BEGIN

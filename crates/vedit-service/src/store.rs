//! Project persistence seam.

use std::collections::HashMap;
use std::sync::Arc;

use async_trait::async_trait;
use serde::{Deserialize, Serialize};
use tokio::sync::RwLock;

use vedit_models::{Clip, EyeTrackingFrame, SubtitleEntry, TranscriptionSegment, VideoId};

use crate::error::{ServiceError, ServiceResult};

/// Everything the engines read from or write back to a project.
#[derive(Debug, Clone, Default, PartialEq, Serialize, Deserialize)]
pub struct ProjectData {
    /// Timeline clip collection
    #[serde(default)]
    pub clips: Vec<Clip>,

    /// Eye tracking frames
    #[serde(default)]
    pub frames: Vec<EyeTrackingFrame>,

    /// Transcript segments with word timing
    #[serde(default)]
    pub segments: Vec<TranscriptionSegment>,

    /// Generated caption entries
    #[serde(default)]
    pub subtitles: Vec<SubtitleEntry>,
}

/// Async persistence seam for project data.
///
/// The engines never touch storage; the executor loads a snapshot, runs
/// the pure computation and saves the result through this trait.
#[async_trait]
pub trait ProjectStore: Send + Sync {
    /// Load a full project snapshot.
    async fn load(&self, video_id: &VideoId) -> ServiceResult<ProjectData>;

    /// Save a full project snapshot.
    async fn save(&self, video_id: &VideoId, data: ProjectData) -> ServiceResult<()>;
}

/// In-memory store backed by a `RwLock`ed map.
#[derive(Debug, Default)]
pub struct InMemoryStore {
    projects: Arc<RwLock<HashMap<VideoId, ProjectData>>>,
}

impl InMemoryStore {
    pub fn new() -> Self {
        Self::default()
    }

    /// Seed a project, replacing any existing snapshot.
    pub async fn insert(&self, video_id: VideoId, data: ProjectData) {
        self.projects.write().await.insert(video_id, data);
    }
}

#[async_trait]
impl ProjectStore for InMemoryStore {
    async fn load(&self, video_id: &VideoId) -> ServiceResult<ProjectData> {
        self.projects
            .read()
            .await
            .get(video_id)
            .cloned()
            .ok_or_else(|| ServiceError::ProjectNotFound(video_id.clone()))
    }

    async fn save(&self, video_id: &VideoId, data: ProjectData) -> ServiceResult<()> {
        self.projects.write().await.insert(video_id.clone(), data);
        Ok(())
    }
}
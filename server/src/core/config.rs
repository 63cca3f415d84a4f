use std::fmt;
use std::fs;
use std::path::{Path, PathBuf};
use std::time::Duration;

use anyhow::{Context, Result};
use serde::{Deserialize, Serialize};

use crate::data::CatalogCacheConfig;
use crate::domain::metrics::{HOST_TAG, TagFilter, TagFilterMode};
use crate::utils::file::expand_path;

use super::cli::CliConfig;
use super::constants::{
    APP_DOT_FOLDER, CONFIG_FILE_NAME, DEFAULT_CATALOG_CACHE_MAX_ENTRIES,
    DEFAULT_CATALOG_CACHE_TTL_SECS, DEFAULT_HOST, DEFAULT_PORT,
};

// =============================================================================
// Storage Backend Enum
// =============================================================================

/// Where samples and catalogs are kept
#[derive(Debug, Clone, Copy, Default, PartialEq, Eq, Deserialize, Serialize)]
#[serde(rename_all = "lowercase")]
pub enum StorageBackend {
    Memory,
    #[default]
    Duckdb,
}

impl fmt::Display for StorageBackend {
    fn fmt(&self, f: &mut fmt::Formatter<'_>) -> fmt::Result {
        match self {
            StorageBackend::Memory => write!(f, "memory"),
            StorageBackend::Duckdb => write!(f, "duckdb"),
        }
    }
}

// =============================================================================
// File Config Structs (JSON config file sections)
// =============================================================================

/// Server configuration section
#[derive(Debug, Default, Clone, Deserialize)]
pub struct ServerFileConfig {
    pub host: Option<String>,
    pub port: Option<u16>,
}

/// Ingest configuration section
#[derive(Debug, Default, Clone, Deserialize)]
pub struct IngestFileConfig {
    pub reserved_tags: Option<Vec<String>>,
    pub tag_filter: Option<TagFilterMode>,
}

/// Catalog cache configuration section
#[derive(Debug, Default, Clone, Deserialize)]
pub struct CatalogCacheFileConfig {
    pub max_entries: Option<u64>,
    pub ttl_secs: Option<u64>,
}

/// Database configuration section
#[derive(Debug, Default, Clone, Deserialize)]
pub struct DatabaseFileConfig {
    /// Storage backend: duckdb (default) or memory
    pub backend: Option<StorageBackend>,
    pub catalog_cache: Option<CatalogCacheFileConfig>,
}

/// File-based configuration (JSON)
#[derive(Debug, Default, Deserialize)]
pub struct FileConfig {
    pub server: Option<ServerFileConfig>,
    pub ingest: Option<IngestFileConfig>,
    pub database: Option<DatabaseFileConfig>,
    pub debug: Option<bool>,
    #[serde(flatten)]
    pub extra: serde_json::Value,
}

impl FileConfig {
    /// Load configuration from a JSON file
    fn load_from_file(path: &Path) -> Result<Self> {
        tracing::debug!(path = %path.display(), "Loading config file");
        let content = fs::read_to_string(path)
            .with_context(|| format!("Failed to read config file: {}", path.display()))?;
        let config: Self = serde_json::from_str(&content)
            .with_context(|| format!("Failed to parse config file: {}", path.display()))?;
        tracing::trace!(config = ?config, "Parsed config file");
        Ok(config)
    }

    /// Warn about unknown fields in the config
    fn warn_unknown_fields(&self) {
        if let serde_json::Value::Object(map) = &self.extra
            && !map.is_empty()
        {
            let keys_str: String = map
                .keys()
                .map(|k| k.as_str())
                .collect::<Vec<_>>()
                .join(", ");
            tracing::warn!(
                fields = %keys_str,
                "Unknown fields in config file (possible typos)"
            );
        }
    }

    /// Merge another FileConfig into this one (other takes precedence)
    fn merge(&mut self, other: FileConfig) {
        if let Some(server) = other.server {
            let current = self.server.get_or_insert_with(ServerFileConfig::default);
            if server.host.is_some() {
                tracing::trace!(host = ?server.host, "Merging server.host");
                current.host = server.host;
            }
            if server.port.is_some() {
                tracing::trace!(port = ?server.port, "Merging server.port");
                current.port = server.port;
            }
        }

        if let Some(ingest) = other.ingest {
            let current = self.ingest.get_or_insert_with(IngestFileConfig::default);
            if ingest.reserved_tags.is_some() {
                tracing::trace!(reserved_tags = ?ingest.reserved_tags, "Merging ingest.reserved_tags");
                current.reserved_tags = ingest.reserved_tags;
            }
            if ingest.tag_filter.is_some() {
                tracing::trace!(tag_filter = ?ingest.tag_filter, "Merging ingest.tag_filter");
                current.tag_filter = ingest.tag_filter;
            }
        }

        if let Some(database) = other.database {
            let current = self.database.get_or_insert_with(DatabaseFileConfig::default);
            if database.backend.is_some() {
                tracing::trace!(backend = ?database.backend, "Merging database.backend");
                current.backend = database.backend;
            }
            if let Some(cache) = database.catalog_cache {
                let current_cache = current
                    .catalog_cache
                    .get_or_insert_with(CatalogCacheFileConfig::default);
                if cache.max_entries.is_some() {
                    tracing::trace!(max_entries = ?cache.max_entries, "Merging database.catalog_cache.max_entries");
                    current_cache.max_entries = cache.max_entries;
                }
                if cache.ttl_secs.is_some() {
                    tracing::trace!(ttl_secs = ?cache.ttl_secs, "Merging database.catalog_cache.ttl_secs");
                    current_cache.ttl_secs = cache.ttl_secs;
                }
            }
        }

        if other.debug.is_some() {
            tracing::trace!(debug = ?other.debug, "Merging debug");
            self.debug = other.debug;
        }
    }
}

// =============================================================================
// Runtime Config Structs (final merged configuration)
// =============================================================================

/// Server configuration
#[derive(Debug, Clone)]
pub struct ServerConfig {
    pub host: String,
    pub port: u16,
}

/// Ingest configuration
#[derive(Debug, Clone)]
pub struct IngestConfig {
    pub reserved_tags: Vec<String>,
    pub tag_filter: TagFilterMode,
}

impl IngestConfig {
    pub fn tag_filter(&self) -> TagFilter {
        TagFilter::new(self.tag_filter, self.reserved_tags.iter().cloned())
    }
}

/// Database configuration
#[derive(Debug, Clone)]
pub struct DatabaseConfig {
    pub backend: StorageBackend,
    /// `None` when the cache is disabled (max_entries = 0)
    pub catalog_cache: Option<CatalogCacheConfig>,
}

/// Final merged application configuration
#[derive(Debug, Clone)]
pub struct AppConfig {
    pub server: ServerConfig,
    pub ingest: IngestConfig,
    pub database: DatabaseConfig,
    pub debug: bool,
}

impl AppConfig {
    /// Load configuration from all sources
    ///
    /// Priority (lowest to highest):
    /// 1. Defaults
    /// 2. Profile directory config (~/.sysmetric/sysmetric.json)
    /// 3. Local directory config OR CLI-specified config path
    /// 4. CLI arguments (which include env var fallbacks via clap)
    pub fn load(cli: &CliConfig) -> Result<Self> {
        tracing::debug!("Loading application configuration");
        tracing::trace!(cli = ?cli, "CLI config");

        let mut file_config = FileConfig::default();
        let mut found_configs: Vec<String> = Vec::new();

        // 1. Load from profile dir (~/.sysmetric/sysmetric.json) - skip if not exists
        if let Some(profile_path) = get_profile_config_path()
            && profile_path.exists()
        {
            let profile_config = FileConfig::load_from_file(&profile_path)?;
            profile_config.warn_unknown_fields();
            file_config.merge(profile_config);
            found_configs.push(profile_path.display().to_string());
        }

        // 2. Load from CLI-specified path OR local directory
        let overlay_path = if let Some(ref path) = cli.config {
            let expanded = expand_path(&path.to_string_lossy());
            if !expanded.exists() {
                anyhow::bail!("Config file not found: {}", expanded.display());
            }
            Some(expanded)
        } else {
            let local = PathBuf::from(CONFIG_FILE_NAME);
            if local.exists() { Some(local) } else { None }
        };

        if let Some(path) = overlay_path {
            let overlay_config = FileConfig::load_from_file(&path)?;
            overlay_config.warn_unknown_fields();
            file_config.merge(overlay_config);
            found_configs.push(path.display().to_string());
        }

        tracing::debug!(configs = ?found_configs, "Config files loaded");

        let config = Self::from_layers(cli, file_config);
        config.validate()?;

        tracing::debug!(config = ?config, "Configuration loaded");
        Ok(config)
    }

    /// Layer defaults -> file config -> CLI/env overrides
    fn from_layers(cli: &CliConfig, file_config: FileConfig) -> Self {
        let file_server = file_config.server.unwrap_or_default();
        let file_ingest = file_config.ingest.unwrap_or_default();
        let file_database = file_config.database.unwrap_or_default();
        let file_cache = file_database.catalog_cache.unwrap_or_default();

        let host = cli
            .host
            .clone()
            .or(file_server.host)
            .unwrap_or_else(|| DEFAULT_HOST.to_string());

        let port = cli.port.or(file_server.port).unwrap_or(DEFAULT_PORT);

        let reserved_tags = cli
            .reserved_tags
            .clone()
            .or(file_ingest.reserved_tags)
            .unwrap_or_else(|| vec![HOST_TAG.to_string()])
            .into_iter()
            .map(|t| t.trim().to_string())
            .collect();

        let tag_filter = cli
            .tag_filter
            .or(file_ingest.tag_filter)
            .unwrap_or_default();

        let backend = cli.storage.or(file_database.backend).unwrap_or_default();

        let max_entries = cli
            .catalog_cache_max_entries
            .or(file_cache.max_entries)
            .unwrap_or(DEFAULT_CATALOG_CACHE_MAX_ENTRIES);
        let ttl_secs = file_cache
            .ttl_secs
            .unwrap_or(DEFAULT_CATALOG_CACHE_TTL_SECS);
        let catalog_cache = (max_entries > 0).then(|| CatalogCacheConfig {
            max_entries,
            ttl: Duration::from_secs(ttl_secs),
        });

        // debug: CLI flag enables, otherwise file config
        let debug = cli.debug || file_config.debug.unwrap_or(false);

        Self {
            server: ServerConfig { host, port },
            ingest: IngestConfig {
                reserved_tags,
                tag_filter,
            },
            database: DatabaseConfig {
                backend,
                catalog_cache,
            },
            debug,
        }
    }

    /// Validate the configuration for consistency and correctness
    fn validate(&self) -> Result<()> {
        if self.server.host.is_empty() {
            anyhow::bail!("Configuration error: server.host must not be empty");
        }

        // Port 0 would bind a random port Telegraf cannot be pointed at
        if self.server.port == 0 {
            anyhow::bail!("Configuration error: server.port must be greater than 0");
        }

        if self.ingest.reserved_tags.is_empty() {
            anyhow::bail!("Configuration error: ingest.reserved_tags must not be empty");
        }
        if self.ingest.reserved_tags.iter().any(|t| t.is_empty()) {
            anyhow::bail!("Configuration error: ingest.reserved_tags must not contain empty keys");
        }

        if let Some(cache) = &self.database.catalog_cache
            && cache.ttl.is_zero()
        {
            anyhow::bail!(
                "Configuration error: database.catalog_cache.ttl_secs must be greater than 0"
            );
        }

        Ok(())
    }
}

/// Get the profile config path (~/.sysmetric/sysmetric.json)
fn get_profile_config_path() -> Option<PathBuf> {
    dirs::home_dir().map(|h| h.join(APP_DOT_FOLDER).join(CONFIG_FILE_NAME))
}
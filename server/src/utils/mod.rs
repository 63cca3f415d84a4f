//! Utility functions for the application

pub mod debug;
pub mod file;
//! Path helpers

use std::path::PathBuf;

/// Turn a user-supplied path into an absolute one.
///
/// `~` and `~/rest` resolve against the home directory. Relative paths
/// (including bare names) resolve against the current directory. Empty
/// input yields the current directory.
pub fn expand_path(path: &str) -> PathBuf {
    let path = path.trim();
    let cwd = || std::env::current_dir().unwrap_or_else(|_| PathBuf::from("."));

    if path.is_empty() {
        return cwd();
    }

    let expanded = match path {
        "~" => dirs::home_dir().unwrap_or_else(|| PathBuf::from(path)),
        _ => match (path.strip_prefix("~/"), dirs::home_dir()) {
            (Some(rest), Some(home)) => home.join(rest),
            _ => PathBuf::from(path),
        },
    };

    if expanded.is_relative() {
        cwd().join(expanded)
    } else {
        expanded
    }
}
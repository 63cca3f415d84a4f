//! Recording collaborators for pipeline tests

use std::sync::Arc;

use async_trait::async_trait;
use parking_lot::Mutex;

use super::{CatalogError, MetricBatch, MetricRecord, StoreError};
use crate::data::{DataTypeCatalog, MetricSinks, MetricStore, TagCatalog};

/// One collaborator call, in the order it happened
#[derive(Debug, Clone, PartialEq, Eq)]
pub enum Call {
    DataType { metric: String, field: String },
    Tag { batch_id: String, field: String },
    Store { batch_id: String, records: usize },
}

/// Which collaborator fails, and after how many successful calls
#[derive(Debug, Clone, Copy, Default)]
pub struct Failures {
    pub data_type_after: Option<usize>,
    pub tag_after: Option<usize>,
    pub store: bool,
}

#[derive(Default)]
pub struct Recorder {
    calls: Mutex<Vec<Call>>,
    failures: Failures,
}

impl Recorder {
    pub fn new(failures: Failures) -> Arc<Self> {
        Arc::new(Self {
            calls: Mutex::new(Vec::new()),
            failures,
        })
    }

    pub fn calls(&self) -> Vec<Call> {
        self.calls.lock().clone()
    }

    pub fn count(&self, pred: impl Fn(&Call) -> bool) -> usize {
        self.calls.lock().iter().filter(|c| pred(c)).count()
    }

    pub fn sinks(self: &Arc<Self>) -> MetricSinks {
        MetricSinks {
            data_types: self.clone(),
            tags: self.clone(),
            store: self.clone(),
        }
    }
}

#[async_trait]
impl DataTypeCatalog for Recorder {
    async fn register(&self, record: &MetricRecord) -> Result<(), CatalogError> {
        let mut calls = self.calls.lock();
        let done = calls
            .iter()
            .filter(|c| matches!(c, Call::DataType { .. }))
            .count();
        if self.failures.data_type_after == Some(done) {
            return Err(CatalogError::backend("data type catalog down"));
        }
        calls.push(Call::DataType {
            metric: record.metric_name.clone(),
            field: record.field_name.clone(),
        });
        Ok(())
    }
}

#[async_trait]
impl TagCatalog for Recorder {
    async fn register(&self, batch_id: &str, record: &MetricRecord) -> Result<(), CatalogError> {
        let mut calls = self.calls.lock();
        let done = calls.iter().filter(|c| matches!(c, Call::Tag { .. })).count();
        if self.failures.tag_after == Some(done) {
            return Err(CatalogError::backend("tag catalog down"));
        }
        calls.push(Call::Tag {
            batch_id: batch_id.to_string(),
            field: record.field_name.clone(),
        });
        Ok(())
    }
}

#[async_trait]
impl MetricStore for Recorder {
    async fn insert_batch(&self, batch: &MetricBatch) -> Result<(), StoreError> {
        if self.failures.store {
            return Err(StoreError::backend("store down"));
        }
        self.calls.lock().push(Call::Store {
            batch_id: batch.id.clone(),
            records: batch.len(),
        });
        Ok(())
    }
}
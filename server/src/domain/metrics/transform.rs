//! Conversion of Telegraf batches into normalized metric records

use super::dispatch::classify;
use super::model::{MetricBatch, MetricRecord};
use super::payload::TelegrafBatch;
use super::tags::TagFilter;

/// Convert a batch into one record per supported field.
///
/// Records keep metric order, then field order within each metric.
/// Unsupported field values are skipped and counted, never fatal.
pub fn transform(application_name: &str, batch: &TelegrafBatch, filter: &TagFilter) -> MetricBatch {
    let capacity = batch.metrics.iter().map(|m| m.fields.len()).sum();
    let mut records = Vec::with_capacity(capacity);
    let mut skipped_fields = 0;

    for metric in &batch.metrics {
        let (host, tags) = filter.split(&metric.tags);
        let timestamp_millis = metric.timestamp.saturating_mul(1000);

        for (field_name, value) in &metric.fields {
            match classify(value) {
                Ok(value) => records.push(MetricRecord {
                    metric_name: metric.name.clone(),
                    host: host.clone(),
                    field_name: field_name.clone(),
                    tags: tags.clone(),
                    timestamp_millis,
                    value,
                }),
                Err(reason) => {
                    skipped_fields += 1;
                    tracing::trace!(
                        metric = %metric.name,
                        field = %field_name,
                        reason = %reason,
                        "Skipping unsupported field"
                    );
                }
            }
        }
    }

    if skipped_fields > 0 {
        tracing::debug!(
            application_name,
            skipped = skipped_fields,
            "Dropped unsupported fields"
        );
    }

    MetricBatch {
        id: application_name.to_string(),
        records,
        skipped_fields,
    }
}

END

▶ What to do: Output, exactly and in full, the lines from the start of the entries above through the line that contains "use tokio::sync::RwLock;".

▶ Response for this exercise:
filename crates/vedit-service/src/store.rs
//! Project persistence seam.

use std::collections::HashMap;
use std::sync::Arc;

use async_trait::async_trait;
use serde::{Deserialize, Serialize};
use tokio::sync::RwLock;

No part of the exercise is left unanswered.